First, let's copy our previous lighting demo- we don't want to write them all over again. Then install this for loading the obj file.
bun install obj-file-parser-ts
Then let's just get a random obj file from the internet. I found this bird and download it. Please put it into the static assets, the public folder if you used vite. Do not change the file name because the mtl file has the information about the material based on the file name.
Then we can write the code to load the obj file.

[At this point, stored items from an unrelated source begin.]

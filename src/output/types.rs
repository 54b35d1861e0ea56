//! Records written to the crawl artifact

use serde::{Deserialize, Serialize};
use serde_json::{Map, Value};
use std::collections::BTreeSet;

/// Top-level artifact of one run
#[derive(Debug, Clone, PartialEq, Serialize, Deserialize)]
pub struct CrawlResult {
    pub forum_name: String,

    /// The listing page the run started from
    pub source_url: String,

    /// When the run finished, ISO-8601
    pub crawl_date: String,

    /// Always equal to `posts.len()`
    pub posts_count: usize,

    /// Successful threads in discovery order
    pub posts: Vec<Post>,
}

impl CrawlResult {
    /// Builds a result, deriving `posts_count` from the posts themselves
    pub fn new(
        forum_name: impl Into<String>,
        source_url: impl Into<String>,
        crawl_date: impl Into<String>,
        posts: Vec<Post>,
    ) -> Self {
        Self {
            forum_name: forum_name.into(),
            source_url: source_url.into(),
            crawl_date: crawl_date.into(),
            posts_count: posts.len(),
            posts,
        }
    }
}

/// One extracted thread
#[derive(Debug, Clone, PartialEq, Serialize, Deserialize)]
pub struct Post {
    /// The forum's thread identifier
    pub id: String,
    pub url: String,
    pub title: String,
    pub author: String,

    /// ISO-8601, or null when the page date could not be parsed
    pub date: Option<String>,

    /// Plain text of the opening post
    pub content: String,

    /// Markdown rendering supplied by the backend, empty when there was none
    #[serde(default)]
    pub markdown_content: String,

    #[serde(default)]
    pub tags: BTreeSet<String>,

    #[serde(default)]
    pub replies: Vec<Reply>,

    /// Backend metadata, passed through as-is
    #[serde(default)]
    pub metadata: Map<String, Value>,
}

/// One reply, in on-page order
#[derive(Debug, Clone, PartialEq, Serialize, Deserialize)]
pub struct Reply {
    pub author: String,
    pub date: Option<String>,
    pub content: String,
}
//! Crawler module for forum thread harvesting
//!
//! This module contains the core crawling logic, including:
//! - Request pacing and retry (`throttle`)
//! - Listing page discovery (`discover`)
//! - HTML/markdown helpers and date normalization
//! - Selector-driven thread field extraction (`fields`, `extract`)
//! - Overall run coordination

mod coordinator;
mod dates;
mod discover;
mod extract;
mod fields;
mod parser;
mod throttle;

pub use coordinator::{fold_outcomes, Coordinator, RunReport};
pub use dates::normalize_date;
pub use discover::ListingDiscoverer;
pub use extract::{ExtractError, ThreadExtractor};
pub use fields::{parse_thread, ParsedThread, ThreadSelectors};
pub use parser::{extract_anchor_links, extract_markdown_links, html_to_text, inline_text};
pub use throttle::{RateLimiter, RetryPolicy, ThrottledFetcher, MAX_RETRY_AFTER};
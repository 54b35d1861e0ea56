//! Firecrawl scraping backend
//!
//! Pages are requested through Firecrawl's `/v1/scrape` endpoint, which
//! renders the page on the service side and returns the requested formats:
//!
//! ```text
//! POST {api-url}/v1/scrape
//! Authorization: Bearer <key>
//! {"url": "...", "formats": ["rawHtml", "markdown"], "onlyMainContent": false}
//!
//! 200 {"success": true, "data": {"rawHtml": "...", "markdown": "...", "metadata": {...}}}
//! 429 rate limited (optional Retry-After header, in seconds)
//! ```

use super::{FetchBackend, FetchError, OutputFormat, ScrapeRequest, ScrapedPage};
use crate::config::BackendConfig;
use crate::{ConfigError, TrawlError};
use async_trait::async_trait;
use reqwest::{header::RETRY_AFTER, Client, StatusCode};
use serde::{Deserialize, Serialize};
use serde_json::{Map, Value};
use std::time::Duration;
use url::Url;

/// Builds the HTTP client used to talk to the scraping API
///
/// # Arguments
///
/// * `timeout` - Overall per-request timeout; rendering a forum page can take
///   several seconds on the backend side
pub fn build_http_client(timeout: Duration) -> Result<Client, reqwest::Error> {
    let user_agent = format!("{}/{}", env!("CARGO_PKG_NAME"), env!("CARGO_PKG_VERSION"));

    Client::builder()
        .user_agent(user_agent)
        .timeout(timeout)
        .connect_timeout(Duration::from_secs(10))
        .gzip(true)
        .brotli(true)
        .build()
}

/// [`FetchBackend`] backed by the Firecrawl HTTP API
#[derive(Debug, Clone)]
pub struct FirecrawlBackend {
    client: Client,
    endpoint: Url,
    api_key: String,
    only_main_content: bool,
}

#[derive(Debug, Serialize)]
#[serde(rename_all = "camelCase")]
struct ScrapeBody<'a> {
    url: &'a str,
    formats: &'a [OutputFormat],
    only_main_content: bool,
}

#[derive(Debug, Deserialize)]
struct ScrapeEnvelope {
    #[serde(default)]
    success: bool,
    data: Option<ScrapeData>,
    error: Option<String>,
}

#[derive(Debug, Default, Deserialize)]
#[serde(rename_all = "camelCase")]
struct ScrapeData {
    raw_html: Option<String>,
    html: Option<String>,
    markdown: Option<String>,
    links: Option<Vec<String>>,
    metadata: Option<Map<String, Value>>,
}

impl FirecrawlBackend {
    /// Creates a backend from configuration and an already validated API key
    pub fn new(config: &BackendConfig, api_key: String) -> Result<Self, TrawlError> {
        let endpoint = scrape_endpoint(&config.api_url)
            .map_err(|e| ConfigError::InvalidUrl(format!("api-url '{}': {}", config.api_url, e)))?;

        let client = build_http_client(Duration::from_secs(config.timeout_secs))?;

        Ok(Self {
            client,
            endpoint,
            api_key,
            only_main_content: config.only_main_content,
        })
    }
}

#[async_trait]
impl FetchBackend for FirecrawlBackend {
    async fn scrape(&self, request: &ScrapeRequest) -> Result<ScrapedPage, FetchError> {
        let url = request.url.clone();
        let body = ScrapeBody {
            url: &request.url,
            formats: &request.formats,
            only_main_content: self.only_main_content,
        };

        let response = self
            .client
            .post(self.endpoint.clone())
            .bearer_auth(&self.api_key)
            .json(&body)
            .send()
            .await
            .map_err(|source| FetchError::Network {
                url: url.clone(),
                source,
            })?;

        let status = response.status();

        if status == StatusCode::TOO_MANY_REQUESTS {
            let retry_after = response
                .headers()
                .get(RETRY_AFTER)
                .and_then(|v| v.to_str().ok())
                .and_then(|v| v.trim().parse::<u64>().ok())
                .map(Duration::from_secs);
            return Err(FetchError::RateLimited { url, retry_after });
        }

        if !status.is_success() {
            return Err(FetchError::Status {
                url,
                status: status.as_u16(),
            });
        }

        let text = response
            .text()
            .await
            .map_err(|source| FetchError::Network {
                url: url.clone(),
                source,
            })?;

        parse_envelope(&url, &text)
    }
}

/// `{api-url}/v1/scrape`, keeping any path prefix of `api-url`
fn scrape_endpoint(api_url: &str) -> Result<Url, url::ParseError> {
    let mut base = Url::parse(api_url)?;
    if !base.path().ends_with('/') {
        let path = format!("{}/", base.path());
        base.set_path(&path);
    }
    base.join("v1/scrape")
}

/// Turns a scrape response body into a [`ScrapedPage`]
fn parse_envelope(url: &str, body: &str) -> Result<ScrapedPage, FetchError> {
    let envelope: ScrapeEnvelope = serde_json::from_str(body).map_err(|e| FetchError::Decode {
        url: url.to_string(),
        message: e.to_string(),
    })?;

    if !envelope.success {
        let message = envelope
            .error
            .unwrap_or_else(|| "unknown backend error".to_string());

        if message.to_lowercase().contains("rate limit") {
            return Err(FetchError::RateLimited {
                url: url.to_string(),
                retry_after: None,
            });
        }

        return Err(FetchError::Backend {
            url: url.to_string(),
            message,
        });
    }

    let data = envelope.data.ok_or_else(|| FetchError::Decode {
        url: url.to_string(),
        message: "response has no data".to_string(),
    })?;

    Ok(ScrapedPage {
        html: non_blank(data.raw_html).or_else(|| non_blank(data.html)),
        markdown: non_blank(data.markdown),
        links: data.links.unwrap_or_default(),
        metadata: data.metadata.unwrap_or_default(),
    })
}

fn non_blank(value: Option<String>) -> Option<String> {
    value.filter(|v| !v.trim().is_empty())
}

#[cfg(test)]
mod tests {
    use super::*;

    const URL: &str = "https://forum.example.com/t/alpha/100";

    #[test]
    fn test_build_http_client() {
        assert!(build_http_client(Duration::from_secs(30)).is_ok());
    }

    #[test]
    fn test_new_backend_joins_endpoint() {
        let backend = FirecrawlBackend::new(&BackendConfig::default(), "fc-key".to_string())
            .unwrap();
        assert_eq!(backend.endpoint.as_str(), "https://api.firecrawl.dev/v1/scrape");
    }

    #[test]
    fn test_endpoint_keeps_api_path_prefix() {
        assert_eq!(
            scrape_endpoint("https://example.com/firecrawl").unwrap().as_str(),
            "https://example.com/firecrawl/v1/scrape"
        );
        assert_eq!(
            scrape_endpoint("https://example.com/firecrawl/").unwrap().as_str(),
            "https://example.com/firecrawl/v1/scrape"
        );
        assert_eq!(
            scrape_endpoint("http://localhost:3002").unwrap().as_str(),
            "http://localhost:3002/v1/scrape"
        );

        let mut config = BackendConfig::default();
        config.api_url = "https://example.com/firecrawl".to_string();
        let backend = FirecrawlBackend::new(&config, "fc-key".to_string()).unwrap();
        assert_eq!(backend.endpoint.as_str(), "https://example.com/firecrawl/v1/scrape");
    }

    #[test]
    fn test_request_body_shape() {
        let formats = [OutputFormat::RawHtml, OutputFormat::Markdown];
        let body = ScrapeBody {
            url: URL,
            formats: &formats,
            only_main_content: false,
        };
        let json = serde_json::to_value(&body).unwrap();

        assert_eq!(json["url"], URL);
        assert_eq!(json["formats"], serde_json::json!(["rawHtml", "markdown"]));
        assert_eq!(json["onlyMainContent"], false);
    }

    #[test]
    fn test_parse_success_prefers_raw_html() {
        let body = r##"{
            "success": true,
            "data": {
                "rawHtml": "<html>raw</html>",
                "html": "<html>clean</html>",
                "markdown": "# Title",
                "metadata": {"statusCode": 200, "title": "Alpha"}
            }
        }"##;

        let page = parse_envelope(URL, body).unwrap();
        assert_eq!(page.html.as_deref(), Some("<html>raw</html>"));
        assert_eq!(page.markdown.as_deref(), Some("# Title"));
        assert_eq!(page.metadata["statusCode"], 200);
        assert!(page.links.is_empty());
    }

    #[test]
    fn test_parse_success_falls_back_to_html() {
        let body = r#"{"success": true, "data": {"html": "<p>clean</p>", "rawHtml": "  "}}"#;
        let page = parse_envelope(URL, body).unwrap();
        assert_eq!(page.html.as_deref(), Some("<p>clean</p>"));
        assert_eq!(page.markdown, None);
    }

    #[test]
    fn test_parse_backend_failure() {
        let body = r#"{"success": false, "error": "Page failed to load"}"#;
        let err = parse_envelope(URL, body).unwrap_err();
        assert!(matches!(err, FetchError::Backend { .. }));
        assert!(err.is_transient());
    }

    #[test]
    fn test_parse_rate_limit_signal() {
        let body = r#"{"success": false, "error": "Rate limit exceeded. Try again later."}"#;
        let err = parse_envelope(URL, body).unwrap_err();
        assert!(matches!(err, FetchError::RateLimited { .. }));
    }

    #[test]
    fn test_parse_malformed_body() {
        let err = parse_envelope(URL, "<html>gateway</html>").unwrap_err();
        assert!(matches!(err, FetchError::Decode { .. }));
        assert!(!err.is_transient());
    }

    #[test]
    fn test_parse_missing_data() {
        let err = parse_envelope(URL, r#"{"success": true}"#).unwrap_err();
        assert!(matches!(err, FetchError::Decode { .. }));
    }
}
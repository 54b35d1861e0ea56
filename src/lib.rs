//! Topic-Trawl: a one-shot forum thread harvester
//!
//! This crate discovers thread URLs on a forum's listing page, fetches every
//! thread through a scraping backend, and extracts title, author, date, body,
//! tags and replies into a single JSON artifact.

pub mod backend;
pub mod config;
pub mod crawler;
pub mod output;
pub mod url;

use std::path::PathBuf;
use thiserror::Error;

/// Main error type for Topic-Trawl operations
#[derive(Debug, Error)]
pub enum TrawlError {
    #[error("Configuration error: {0}")]
    Config(#[from] ConfigError),

    #[error("URL error: {0}")]
    UrlError(#[from] UrlError),

    #[error("URL parse error: {0}")]
    UrlParse(#[from] ::url::ParseError),

    #[error("HTTP client error: {0}")]
    Reqwest(#[from] reqwest::Error),

    #[error("Failed to serialize crawl result: {0}")]
    Serialize(#[from] serde_json::Error),

    #[error("Failed to write output to {}: {source}", .path.display())]
    Output {
        path: PathBuf,
        source: std::io::Error,
    },
}

/// Configuration-specific errors
#[derive(Debug, Error)]
pub enum ConfigError {
    #[error("Failed to read config file: {0}")]
    Io(#[from] std::io::Error),

    #[error("Failed to parse TOML: {0}")]
    Parse(#[from] toml::de::Error),

    #[error("Validation error: {0}")]
    Validation(String),

    #[error("Invalid URL in config: {0}")]
    InvalidUrl(String),

    #[error("Invalid pattern: {0}")]
    InvalidPattern(String),

    #[error("Invalid selector for '{field}': {message}")]
    InvalidSelector { field: String, message: String },

    #[error("Missing or invalid API credential: {0}")]
    Credential(String),
}

/// URL-specific errors
#[derive(Debug, Error)]
pub enum UrlError {
    #[error("Failed to parse URL: {0}")]
    Parse(String),

    #[error("Invalid URL scheme: {0}")]
    InvalidScheme(String),

    #[error("Missing host in URL")]
    MissingHost,
}

/// Result type alias for Topic-Trawl operations
pub type Result<T> = std::result::Result<T, TrawlError>;

// Re-export commonly used types
pub use backend::{FetchBackend, FetchError, FirecrawlBackend};
pub use config::Config;
pub use crawler::{Coordinator, RunReport};
pub use output::{CrawlResult, Post, Reply};
pub use url::{normalize_url, ThreadUrlMatcher};
use std::{io::BufRead, path::PathBuf};

use anyhow::Context as _;
use serde::Serialize;
use sumfall_engine::{Board, BoardGeometry, Command, DropOutcome, Pack, RandomPolicy};

use crate::{
    protocol::{self, TokenReader},
    util::{self, Output},
};

use super::{PolicyArg, run::decide_turn};

#[derive(Debug, Clone, clap::Args)]
pub(crate) struct DecideArg {
    /// Pack schedule file, in the same format the game sends at startup
    #[arg(long)]
    packs: PathBuf,
    /// File holding a single turn, in the same format the game sends each turn
    #[arg(long)]
    turn: PathBuf,
    /// Output file path (stdout when omitted)
    #[arg(long)]
    output: Option<PathBuf>,
    #[clap(flatten)]
    policy: PolicyArg,
}

/// JSON report of a single decided turn.
#[derive(Debug, Clone, Serialize)]
struct Decision {
    turn: usize,
    command: Command,
    /// The line that would be sent to the game.
    wire: String,
    /// The pack after applying the command's rotation.
    pack: Pack,
    /// The player's board after pending obstacles fell.
    board: Board,
    outcome: Option<DropOutcome>,
}

pub(crate) fn run(arg: &DecideArg) -> anyhow::Result<()> {
    let DecideArg {
        packs,
        turn,
        output,
        policy,
    } = arg;

    let packs_reader = util::open_input_file("pack schedule", packs)?;
    let turn_reader = util::open_input_file("turn", turn)?;
    let decision = decide(packs_reader, turn_reader, policy).with_context(|| {
        format!(
            "Failed to decide the turn in {} with packs from {}",
            turn.display(),
            packs.display()
        )
    })?;
    log::info!("turn {}: `{}`", decision.turn, decision.wire);

    Output::save_json(&decision, output.clone())
}

fn decide<P, T>(packs: P, turn: T, policy: &PolicyArg) -> anyhow::Result<Decision>
where
    P: BufRead,
    T: BufRead,
{
    let schedule = protocol::read_pack_schedule(&mut TokenReader::new(packs), policy.max_turns)
        .context("Failed to read the pack schedule")?;
    let turn = protocol::read_turn(&mut TokenReader::new(turn), BoardGeometry::STANDARD)
        .context("Failed to read the turn")?
        .context("Turn input is empty")?
        .normalized();

    let mut random = RandomPolicy::with_seed(policy.seed);
    let decided = decide_turn(&mut random, &schedule, &turn)?;

    Ok(Decision {
        turn: turn.turn(),
        command: decided.command,
        wire: decided.command.to_string(),
        pack: decided.pack,
        board: turn.player().board().clone(),
        outcome: decided.outcome,
    })
}

#[cfg(test)]
mod tests {
    use std::io::Cursor;

    use crate::protocol::tests::{schedule_text, status_text};

    use super::*;

    fn policy(max_turns: usize) -> PolicyArg {
        PolicyArg {
            seed: 99,
            max_turns,
        }
    }

    #[test]
    fn test_decision_report() {
        let turn = format!("1\n{}{}", status_text(10, 0), status_text(0, 0));
        let decision = decide(
            Cursor::new(schedule_text(2)),
            Cursor::new(turn),
            &policy(2),
        )
        .unwrap();

        assert_eq!(decision.turn, 1);
        assert_eq!(decision.wire, decision.command.to_string());
        // Ten pending obstacles fell onto the floor before deciding
        for x in 0..10 {
            assert_eq!(decision.board.get(18, x), sumfall_engine::Block::OBSTACLE);
        }
        assert!(decision.outcome.is_some());

        let json = serde_json::to_value(&decision).unwrap();
        assert_eq!(json["turn"], 1);
        assert_eq!(json["wire"], decision.wire.as_str());
        assert_eq!(json["board"].as_array().unwrap().len(), 19);
        assert_eq!(json["board"][18][0], 11);
        assert_eq!(json["pack"].as_array().unwrap().len(), 2);
        assert!(json["outcome"]["chain_count"].is_u64());
        assert_eq!(
            json["outcome"]["obstacle_count"],
            decision.outcome.as_ref().unwrap().obstacle_count
        );
    }

    #[test]
    fn test_same_seed_same_report() {
        let turn = format!("0\n{}{}", status_text(0, 3), status_text(0, 0));
        let a = decide(
            Cursor::new(schedule_text(1)),
            Cursor::new(turn.clone()),
            &policy(1),
        )
        .unwrap();
        let b = decide(Cursor::new(schedule_text(1)), Cursor::new(turn), &policy(1)).unwrap();
        assert_eq!(a.command, b.command);
        assert_eq!(a.outcome, b.outcome);
    }

    #[test]
    fn test_empty_turn_file_is_an_error() {
        let result = decide(
            Cursor::new(schedule_text(1)),
            Cursor::new(String::new()),
            &policy(1),
        );
        assert!(result.is_err());
    }
}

import ObjFileParser from "obj-file-parser";
const objFile = await fetch("bird/12213_Bird_v1_l3.obj").then((res) => res.text());
const model = new ObjFileParser(objFile).parse();
console.log(model);
The parsed result is like,
{
models: [
{
name: 'unit_cube',
vertices: [
{ x: 1.0, 2.0, 3.0 },
...
],
textureCoords: [
{ u: 1.0, v: 2.0, w: 3.0 },
...
],
vertexNormals: [
{ x: 1.0, y: 2.0, z: 3.0 },
...
],
faces: [
{
material: 'brick',
group: 'group1',
smoothingGroup: 0,
vertices: [
{ vertexIndex: 1, textureCoordsIndex: 1, vertexNormalIndex: 1 },
...
]
}
]
},
{
...
}
],
materialLibraries: [
'mat_lib1.mtl',
...
]
}
- materialLibraries: The material library file names. We will talk about textures later.
- models: The models in the obj file. Each model has vertices, textureCoords, vertexNormals, and faces. Each face consists of many vertices, and each of such vertices has the indices for vertices position, textureCoords, and vertexNormals.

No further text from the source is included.